Истории дальнейших приключений Николая Воробьёва могли бы позавидовать герои исторической прозы Михаила Загоскина и Александра Пушкина.  И вместе с тем всё это типичная для казака судьба, ведь служили казаки и при королевских дворах Европы, и были нарасхват не хуже знаменитых швейцарских стрелков. Судьба такая похожа на сказку. Не случайно, солдаты Швеции обязаны не только исправно службу служить, но и мастерски рассказывать сказки. Так что из Турции, почти по известной классической дипломатической формуле от “старого больного человека” попадает мой герой исторических невзгод и переживаний в европейскую сказку, а там и до индейского сказа рукой подать.

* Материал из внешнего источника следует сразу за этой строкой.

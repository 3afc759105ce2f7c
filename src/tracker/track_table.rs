//! Fixed-capacity store of track slots.
//!
//! Slots are handed out in increasing order and never reused, so a slot
//! index identifies one track for the whole run.

use log::debug;

use crate::tracker::detection::Detection;
use crate::tracker::error::TrackerError;
use crate::tracker::kalman_filter::SharedKalmanFilter;
use crate::tracker::track::Track;

#[derive(Debug, Clone)]
pub struct TrackTable {
    tracks: Vec<Track>,
    capacity: usize,
}

impl TrackTable {
    pub fn new(capacity: usize) -> Self {
        Self {
            tracks: Vec::new(),
            capacity,
        }
    }

    pub fn capacity(&self) -> usize {
        self.capacity
    }

    /// Number of slots ever instantiated.
    pub fn len(&self) -> usize {
        self.tracks.len()
    }

    pub fn is_empty(&self) -> bool {
        self.tracks.is_empty()
    }

    pub fn is_full(&self) -> bool {
        self.tracks.len() >= self.capacity
    }

    /// Create a track in the next free slot.
    pub fn spawn(
        &mut self,
        detection: Detection,
        kalman_filter: &SharedKalmanFilter,
        frame: usize,
    ) -> Result<usize, TrackerError> {
        if self.is_full() {
            return Err(TrackerError::CapacityExceeded {
                capacity: self.capacity,
            });
        }
        let slot = self.tracks.len();
        self.tracks.push(Track::new(slot, detection, kalman_filter, frame));
        debug!(
            "Track {} spawned at ({}, {}) in frame {}",
            slot, detection.x, detection.y, frame
        );
        Ok(slot)
    }

    /// Ordered list of active slot indices.
    pub fn active_slots(&self) -> Vec<usize> {
        self.tracks
            .iter()
            .filter(|t| t.is_active())
            .map(|t| t.slot)
            .collect()
    }

    pub fn active_count(&self) -> usize {
        self.tracks.iter().filter(|t| t.is_active()).count()
    }

    pub fn get(&self, slot: usize) -> Option<&Track> {
        self.tracks.get(slot)
    }

    pub fn get_mut(&mut self, slot: usize) -> Option<&mut Track> {
        self.tracks.get_mut(slot)
    }

    pub fn iter(&self) -> impl Iterator<Item = &Track> {
        self.tracks.iter()
    }

    /// Advance every active track by one step of the motion model.
    pub fn predict_all(&mut self, kalman_filter: &SharedKalmanFilter) {
        for track in self.tracks.iter_mut().filter(|t| t.is_active()) {
            track.predict(kalman_filter);
        }
    }
}

#[cfg(test)]
mod tests {
    use super::*;

    #[test]
    fn test_spawn_until_full() {
        let kf = SharedKalmanFilter::default();
        let mut table = TrackTable::new(2);
        assert_eq!(table.spawn(Detection::new(1.0, 1.0), &kf, 0), Ok(0));
        assert_eq!(table.spawn(Detection::new(2.0, 2.0), &kf, 0), Ok(1));
        assert_eq!(
            table.spawn(Detection::new(3.0, 3.0), &kf, 0),
            Err(TrackerError::CapacityExceeded { capacity: 2 })
        );
        assert_eq!(table.len(), 2);
    }

    #[test]
    fn test_active_slots_skip_retired() {
        let kf = SharedKalmanFilter::default();
        let mut table = TrackTable::new(4);
        for i in 0..3 {
            table.spawn(Detection::new(10.0 * (i + 1) as f64, 5.0), &kf, 0).unwrap();
        }
        table.get_mut(1).unwrap().mark_retired();
        assert_eq!(table.active_slots(), vec![0, 2]);
        assert_eq!(table.active_count(), 2);
    }

    #[test]
    fn test_retired_slots_are_not_reused() {
        let kf = SharedKalmanFilter::default();
        let mut table = TrackTable::new(2);
        table.spawn(Detection::new(1.0, 1.0), &kf, 0).unwrap();
        table.get_mut(0).unwrap().mark_retired();
        assert_eq!(table.spawn(Detection::new(2.0, 2.0), &kf, 1), Ok(1));
        assert!(table.spawn(Detection::new(3.0, 3.0), &kf, 1).is_err());
    }
}
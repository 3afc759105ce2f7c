mod blob_tracker;
mod config;
mod detection;
mod error;
mod kalman_filter;
mod matching;
mod track;
mod track_state;
mod track_table;
mod trajectory;

pub use blob_tracker::{BlobTracker, FramePhase, FrameReport, TrackingRun};
pub use config::{NoiseConfig, TrackerConfig};
pub use detection::{Detection, filter_valid};
pub use error::{FrameAnomaly, TrackerError};
pub use kalman_filter::SharedKalmanFilter;
pub use matching::{Association, AssignmentResult, associate, euclidean_distance, linear_assignment};
pub use track::Track;
pub use track_state::TrackStatus;
pub use track_table::TrackTable;
pub use trajectory::{TrajectoryPoint, TrajectoryRecorder};
//! Multi-target tracking of blob centroids across video frames.
//!
//! The [`tracker`] module holds the predict/associate/correct/age/record
//! engine. The [`integration`] module connects an external blob detector to
//! the tracker.

pub mod integration;
pub mod tracker;

pub use integration::{DetectionSource, IntoDetections, PipelineError, TrackerPipeline};
pub use tracker::{
    BlobTracker, Detection, FrameAnomaly, FrameReport, NoiseConfig, TrackStatus, TrackerConfig,
    TrackerError, TrackingRun, TrajectoryPoint,
};
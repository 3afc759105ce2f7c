/// Lifecycle status of a track slot.
///
/// A slot starts `Active` and moves to `Retired` at most once; there is no
/// way back.
#[derive(Debug, Clone, Copy, PartialEq, Eq, Default)]
pub enum TrackStatus {
    /// Predicted, associated and corrected every frame
    #[default]
    Active,
    /// Missed too many consecutive frames; state is no longer defined
    Retired,
}

impl TrackStatus {
    pub fn is_active(self) -> bool {
        self == TrackStatus::Active
    }
}
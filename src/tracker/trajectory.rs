//! Per-track position history and the `frame,ID,x,y` result stream.

use std::io::{self, Write};

use csv::WriterBuilder;
use log::warn;
use serde::{Deserialize, Serialize};

/// Accepted position estimate of one track in one frame.
#[derive(Debug, Clone, Copy, PartialEq, Serialize, Deserialize)]
pub struct TrajectoryPoint {
    pub frame: usize,
    #[serde(rename = "ID")]
    pub track_id: usize,
    pub x: f64,
    pub y: f64,
}

/// Append-only trajectories keyed by track slot.
#[derive(Debug, Clone, Default)]
pub struct TrajectoryRecorder {
    trajectories: Vec<Vec<TrajectoryPoint>>,
}

impl TrajectoryRecorder {
    pub fn new() -> Self {
        Self::default()
    }

    /// Make sure slots `0..count` exist, so tracks that are never matched
    /// still show up with an empty trajectory.
    pub fn ensure_slots(&mut self, count: usize) {
        if self.trajectories.len() < count {
            self.trajectories.resize_with(count, Vec::new);
        }
    }

    /// Append an estimate. Returns `false` and records nothing if the slot
    /// already has an estimate for this frame or a later one.
    pub fn record(&mut self, track_id: usize, frame: usize, x: f64, y: f64) -> bool {
        self.ensure_slots(track_id + 1);
        let trajectory = &mut self.trajectories[track_id];
        if let Some(last) = trajectory.last().filter(|p| p.frame >= frame) {
            warn!(
                "Refusing estimate for track {} in frame {}: already recorded frame {}",
                track_id, frame, last.frame
            );
            return false;
        }
        trajectory.push(TrajectoryPoint {
            frame,
            track_id,
            x,
            y,
        });
        true
    }

    pub fn trajectory(&self, track_id: usize) -> &[TrajectoryPoint] {
        self.trajectories
            .get(track_id)
            .map(Vec::as_slice)
            .unwrap_or(&[])
    }

    pub fn trajectories(&self) -> &[Vec<TrajectoryPoint>] {
        &self.trajectories
    }

    pub fn into_trajectories(self) -> Vec<Vec<TrajectoryPoint>> {
        self.trajectories
    }

    /// Number of track slots known to the recorder.
    pub fn slot_count(&self) -> usize {
        self.trajectories.len()
    }

    /// All points ordered by frame, then by track id.
    pub fn points_by_frame(&self) -> Vec<TrajectoryPoint> {
        sorted_points(&self.trajectories)
    }

    /// Write the `frame,ID,x,y` result stream.
    pub fn write_csv<W: Write>(&self, writer: W) -> io::Result<()> {
        write_csv(&self.trajectories, writer)
    }
}

pub(crate) fn sorted_points(trajectories: &[Vec<TrajectoryPoint>]) -> Vec<TrajectoryPoint> {
    let mut points: Vec<TrajectoryPoint> = trajectories.iter().flatten().copied().collect();
    points.sort_by_key(|p| (p.frame, p.track_id));
    points
}

pub(crate) fn write_csv<W: Write>(
    trajectories: &[Vec<TrajectoryPoint>],
    writer: W,
) -> io::Result<()> {
    // The header is written by hand so that an empty run still produces it.
    let mut wtr = WriterBuilder::new().has_headers(false).from_writer(writer);
    wtr.write_record(["frame", "ID", "x", "y"])?;
    for point in sorted_points(trajectories) {
        wtr.serialize(point)?;
    }
    wtr.flush()
}

#[cfg(test)]
mod tests {
    use super::*;

    #[test]
    fn test_duplicate_frame_refused() {
        let mut recorder = TrajectoryRecorder::new();
        assert!(recorder.record(0, 3, 1.0, 2.0));
        assert!(!recorder.record(0, 3, 5.0, 5.0));
        assert!(!recorder.record(0, 2, 5.0, 5.0));
        assert_eq!(recorder.trajectory(0).len(), 1);
    }

    #[test]
    fn test_unmatched_slots_have_empty_trajectories() {
        let mut recorder = TrajectoryRecorder::new();
        recorder.ensure_slots(2);
        recorder.record(2, 0, 1.0, 1.0);
        assert_eq!(recorder.slot_count(), 3);
        assert!(recorder.trajectory(0).is_empty());
        assert!(recorder.trajectory(1).is_empty());
        assert!(recorder.trajectory(9).is_empty());
    }

    #[test]
    fn test_csv_ordered_by_frame_then_id() {
        let mut recorder = TrajectoryRecorder::new();
        recorder.record(1, 0, 10.0, 20.0);
        recorder.record(1, 1, 11.5, 20.0);
        recorder.record(0, 1, 3.0, 4.25);
        let mut out = Vec::new();
        recorder.write_csv(&mut out).unwrap();
        let text = String::from_utf8(out).unwrap();
        assert_eq!(
            text,
            "frame,ID,x,y\n0,1,10.0,20.0\n1,0,3.0,4.25\n1,1,11.5,20.0\n"
        );
    }

    #[test]
    fn test_csv_header_without_points() {
        let recorder = TrajectoryRecorder::new();
        let mut out = Vec::new();
        recorder.write_csv(&mut out).unwrap();
        assert_eq!(String::from_utf8(out).unwrap(), "frame,ID,x,y\n");
    }
}
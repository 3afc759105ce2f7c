//! Error and anomaly types for the tracker.

use thiserror::Error;

/// Errors surfaced to the caller of the tracker.
#[derive(Debug, Clone, PartialEq, Error)]
pub enum TrackerError {
    /// A configuration value is out of range. Raised before any frame runs.
    #[error("invalid configuration: {field} {reason}")]
    InvalidConfig {
        field: &'static str,
        reason: &'static str,
    },

    /// The track table is full and a new track cannot be spawned.
    #[error("track table full: capacity of {capacity} tracks reached")]
    CapacityExceeded { capacity: usize },

    /// The innovation covariance `H·P·Hᵗ + R` could not be inverted.
    #[error("innovation covariance is singular")]
    SingularInnovation,
}

/// Per-frame condition that was handled locally and did not stop the run.
#[derive(Debug, Clone, PartialEq)]
pub enum FrameAnomaly {
    /// Detection `detection_index` could not be spawned because the table is full.
    /// The remaining unmatched detections of the frame were dropped with it.
    CapacityExceeded {
        detection_index: usize,
        capacity: usize,
    },
    /// No active tracks and/or no detections; the matching was empty.
    DegenerateAssociation { tracks: usize, detections: usize },
    /// Detections with non-positive or non-finite coordinates were excluded.
    InvalidDetections { count: usize },
    /// An optimal pair was rejected because its distance exceeded the gate.
    GatedOut {
        slot: usize,
        detection_index: usize,
        cost: f64,
    },
    /// The assignment solver reported a failure; every track was left unmatched.
    AssignmentFailed,
}
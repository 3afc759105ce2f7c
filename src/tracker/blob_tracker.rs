//! Frame-by-frame driver: predict, associate, correct, spawn, age, record.

use log::{debug, info, trace};

use crate::tracker::config::TrackerConfig;
use crate::tracker::detection::{Detection, filter_valid};
use crate::tracker::error::{FrameAnomaly, TrackerError};
use crate::tracker::kalman_filter::SharedKalmanFilter;
use crate::tracker::matching::associate;
use crate::tracker::track_table::TrackTable;
use crate::tracker::trajectory::{self, TrajectoryPoint, TrajectoryRecorder};

/// Phase of the per-frame cycle. Every active track goes through a phase
/// before any track enters the next one.
#[derive(Debug, Clone, Copy, PartialEq, Eq, Default)]
pub enum FramePhase {
    /// Waiting for the next frame
    #[default]
    Idle,
    /// Motion model applied to every active track and to `P`
    Predict,
    /// Predictions matched against detections
    Associate,
    /// Accepted detections applied, then the shared posterior
    Correct,
    /// Tracks created for unmatched detections
    Spawn,
    /// Miss counters advanced, stale tracks retired
    Age,
    /// Accepted estimates appended to trajectories
    Record,
}

/// What happened to the track population in one frame.
#[derive(Debug, Clone, Default)]
pub struct FrameReport {
    pub frame: usize,
    /// Accepted `(track_slot, detection_index)` pairs. Detection indices
    /// refer to the frame's detections after invalid ones were removed.
    pub matches: Vec<(usize, usize)>,
    pub spawned: Vec<usize>,
    pub retired: Vec<usize>,
    /// Active tracks at the end of the frame
    pub active_tracks: usize,
    /// Sum of the accepted pair distances
    pub total_cost: f64,
    pub anomalies: Vec<FrameAnomaly>,
}

impl FrameReport {
    fn new(frame: usize) -> Self {
        Self {
            frame,
            ..Default::default()
        }
    }

    /// Whether the frame hit the track capacity.
    pub fn capacity_exceeded(&self) -> bool {
        self.anomalies
            .iter()
            .any(|a| matches!(a, FrameAnomaly::CapacityExceeded { .. }))
    }
}

/// Result of a complete run.
#[derive(Debug, Clone, Default)]
pub struct TrackingRun {
    /// Trajectory of every slot ever instantiated, indexed by slot
    pub trajectories: Vec<Vec<TrajectoryPoint>>,
    /// Number of slots ever instantiated
    pub track_count: usize,
    pub frames_processed: usize,
}

impl TrackingRun {
    pub fn trajectory(&self, track_id: usize) -> &[TrajectoryPoint] {
        self.trajectories
            .get(track_id)
            .map(Vec::as_slice)
            .unwrap_or(&[])
    }

    /// All points ordered by frame, then by track id.
    pub fn points_by_frame(&self) -> Vec<TrajectoryPoint> {
        trajectory::sorted_points(&self.trajectories)
    }

    /// Write the `frame,ID,x,y` result stream.
    pub fn write_csv<W: std::io::Write>(&self, writer: W) -> std::io::Result<()> {
        trajectory::write_csv(&self.trajectories, writer)
    }
}

/// Multi-target tracker for blob centroids.
pub struct BlobTracker {
    config: TrackerConfig,
    table: TrackTable,
    kalman_filter: SharedKalmanFilter,
    recorder: TrajectoryRecorder,
    frame_id: usize,
    phase: FramePhase,
}

impl BlobTracker {
    /// Validate the configuration and build an empty tracker.
    pub fn new(config: TrackerConfig) -> Result<Self, TrackerError> {
        config.validate()?;
        Ok(Self {
            table: TrackTable::new(config.max_tracks),
            kalman_filter: SharedKalmanFilter::new(&config.noise),
            recorder: TrajectoryRecorder::new(),
            frame_id: 0,
            phase: FramePhase::Idle,
            config,
        })
    }

    /// Track a whole sequence of frames and collect the trajectories.
    ///
    /// Stops early after `config.stop_frame` frames when it is set.
    pub fn run<I, F>(config: TrackerConfig, frames: I) -> Result<TrackingRun, TrackerError>
    where
        I: IntoIterator<Item = F>,
        F: AsRef<[Detection]>,
    {
        let mut tracker = Self::new(config)?;
        let limit = tracker.config.stop_frame.unwrap_or(usize::MAX);
        for detections in frames.into_iter().take(limit) {
            tracker.update(detections.as_ref())?;
        }
        Ok(tracker.finish())
    }

    pub fn config(&self) -> &TrackerConfig {
        &self.config
    }

    /// Index of the next frame to be processed.
    pub fn frame_id(&self) -> usize {
        self.frame_id
    }

    pub fn phase(&self) -> FramePhase {
        self.phase
    }

    pub fn tracks(&self) -> &TrackTable {
        &self.table
    }

    pub fn recorder(&self) -> &TrajectoryRecorder {
        &self.recorder
    }

    pub fn kalman_filter(&self) -> &SharedKalmanFilter {
        &self.kalman_filter
    }

    /// Number of track slots ever instantiated.
    pub fn track_count(&self) -> usize {
        self.table.len()
    }

    pub fn active_count(&self) -> usize {
        self.table.active_count()
    }

    /// Process the next frame's detections.
    ///
    /// Per-frame problems (full table, nothing to match, gated pairs) are
    /// reported in the returned [`FrameReport`]; only a numerical failure of
    /// the filter is an error.
    pub fn update(&mut self, detections: &[Detection]) -> Result<FrameReport, TrackerError> {
        let frame = self.frame_id;
        let mut report = FrameReport::new(frame);
        let mut capacity_hit = false;

        let (detections, excluded) = filter_valid(detections);
        if excluded > 0 {
            debug!("Frame {}: {} invalid detections excluded", frame, excluded);
            report
                .anomalies
                .push(FrameAnomaly::InvalidDetections { count: excluded });
        }

        // The first frame seeds one track per detection, so that those
        // detections are corrected and recorded in this same frame.
        if frame == 0 {
            for (idx, det) in detections.iter().enumerate() {
                match self.table.spawn(*det, &self.kalman_filter, frame) {
                    Ok(slot) => report.spawned.push(slot),
                    Err(TrackerError::CapacityExceeded { capacity }) => {
                        self.report_capacity(&mut report, idx, capacity);
                        capacity_hit = true;
                        break;
                    }
                    Err(e) => return Err(e),
                }
            }
        }

        self.enter(FramePhase::Predict);
        self.table.predict_all(&self.kalman_filter);
        self.kalman_filter.predict_covariance();
        let gain = self.kalman_filter.gain()?;

        self.enter(FramePhase::Associate);
        let (active_slots, predictions): (Vec<usize>, Vec<Detection>) = self
            .table
            .iter()
            .filter(|t| t.is_active())
            .filter_map(|t| t.position().map(|p| (t.slot, p)))
            .unzip();
        let association = associate(
            &active_slots,
            &predictions,
            &detections,
            self.config.gating_distance,
        );
        if association.is_degenerate() {
            debug!(
                "Frame {}: degenerate association ({} tracks, {} detections)",
                frame,
                active_slots.len(),
                detections.len()
            );
            report.anomalies.push(FrameAnomaly::DegenerateAssociation {
                tracks: active_slots.len(),
                detections: detections.len(),
            });
        }
        if association.solver_failed {
            report.anomalies.push(FrameAnomaly::AssignmentFailed);
        }
        for &(slot, detection_index, cost) in &association.rejected {
            debug!(
                "Frame {}: track {} gated out from detection {} (distance {:.2})",
                frame, slot, detection_index, cost
            );
            report.anomalies.push(FrameAnomaly::GatedOut {
                slot,
                detection_index,
                cost,
            });
        }

        self.enter(FramePhase::Correct);
        for &(slot, det_idx) in &association.matches {
            let Some(track) = self.table.get_mut(slot) else {
                continue;
            };
            if let Some(residual) =
                track.update(detections[det_idx], &self.kalman_filter, &gain, frame)
            {
                trace!(
                    "Frame {}: track {} corrected by detection {} residual ({:.3}, {:.3})",
                    frame, slot, det_idx, residual[0], residual[1]
                );
            }
        }
        self.kalman_filter.apply_posterior(&gain);

        self.enter(FramePhase::Spawn);
        if !capacity_hit {
            for &idx in &association.unmatched_detections {
                match self.table.spawn(detections[idx], &self.kalman_filter, frame) {
                    Ok(slot) => report.spawned.push(slot),
                    Err(TrackerError::CapacityExceeded { capacity }) => {
                        self.report_capacity(&mut report, idx, capacity);
                        break;
                    }
                    Err(e) => return Err(e),
                }
            }
        }
        self.recorder.ensure_slots(self.table.len());

        self.enter(FramePhase::Age);
        for &slot in &association.unmatched_slots {
            let Some(track) = self.table.get_mut(slot) else {
                continue;
            };
            if track.mark_missed(self.config.retirement_threshold) {
                debug!(
                    "Track {} retired in frame {} after {} missed frames",
                    slot, frame, track.misses
                );
                report.retired.push(slot);
            }
        }

        self.enter(FramePhase::Record);
        for &(slot, _) in &association.matches {
            if let Some(pos) = self.table.get(slot).and_then(|t| t.position()) {
                self.recorder.record(slot, frame, pos.x, pos.y);
            }
        }

        report.matches = association.matches;
        report.total_cost = association.total_cost;
        report.active_tracks = self.table.active_count();
        debug_assert!(report.active_tracks <= self.config.max_tracks);

        self.enter(FramePhase::Idle);
        self.frame_id += 1;
        Ok(report)
    }

    /// Consume the tracker and hand out the collected trajectories.
    pub fn finish(mut self) -> TrackingRun {
        self.recorder.ensure_slots(self.table.len());
        info!(
            "Tracking finished: {} frames, {} tracks instantiated, {} still active",
            self.frame_id,
            self.table.len(),
            self.table.active_count()
        );
        TrackingRun {
            track_count: self.table.len(),
            frames_processed: self.frame_id,
            trajectories: self.recorder.into_trajectories(),
        }
    }

    fn enter(&mut self, phase: FramePhase) {
        trace!("Frame {}: {:?}", self.frame_id, phase);
        self.phase = phase;
    }

    fn report_capacity(&self, report: &mut FrameReport, detection_index: usize, capacity: usize) {
        debug!(
            "Frame {}: track table full ({} tracks), dropping detection {} and the rest of the frame's new detections",
            self.frame_id, capacity, detection_index
        );
        report.anomalies.push(FrameAnomaly::CapacityExceeded {
            detection_index,
            capacity,
        });
    }
}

  Анализ переведённых Николаем Воробьёвым индейских сказов мог бы составить отдельный увесистый том, да и сами сказы могли бы стать отличным пополнением донской библиотеки детской литературы. Но не станем утяжелять камейную форму очерка. И вернёмся в нашем далёком степном городке Крыма к брошюрованному ксероксу “Стихов о разном”. Последняя страничка книги отдана элегии “Мои этапы”.  Не нарушая жёсткой квоте авторского права цитации, ограничусь тем, что приведу лишь первые 16 строк из 36:

Приходи… Подведу к окошку,

Полюбуемся мы вдвоём – 

Я боярышник над дорожкой

Посадил под самым окном.

От него так и веет Доном –

Вот, как будто, рукой подать!

Ты присядь. Послушаем, что нам

Может на ухо нашептать.

Пусть нашепчет он, коль сумеет,

О далёких станицах сказ…

Пусть в саду его кисть алеет,

Как когда-то алел лампас.

А налево – серёжки берёзы…

Это – северной дань стране.

Как и там, видишь, сохнут слёзы

На её бело-сером стволе.

  Ностальгическая лирика Николая Воробьёва, маленького казака-кадета, унесённого бурными ветрами истории в заокеанские дали, открывает нам в русской природе и скромную красоту боярышника. Пушистый в ослепительно белом снегу хвойный лес и прозрачно-светлые берёзовые рощи. Таков традиционный образ русского ландшафта.  Вписывается в него и скромный кустарник из стихов Николая Воробьёва, остающегося и в курортном зное калифорнийского юга тружеником российской словесности, верным учеником преподанных ему заветов старины,  патриотом своей далекой северной родины.

  Крым, где вспоминаю и перечитываю я сейчас Николая Воробьёва, мог бы стать родиной космополитизма, так много всемирных дорог скрестила здесь история. Но здесь  нет безродных путей-дорог. И если все дороги ведут в Рим, то через Крым они проходят. Здесь в Крыму на степном вокзале осталась часть души миллионов граждан солнца, которые ехали на южный берег к неге ласковых черноморских пляжей. Здесь стоял на путях в годы давней гражданской войны большевистский поезд,   волнуя отнюдь не только одну красную Россию медовым месяцем будущего посла обновлённой российской империи, первой в мире женщины-дипломата. Здесь судьба донского кадета видится в особом свете. Это свет романтики Пушкина и Мицкевича, Грина и Паустовского, Волошина и Цветаевой. Таково солнце Юга. 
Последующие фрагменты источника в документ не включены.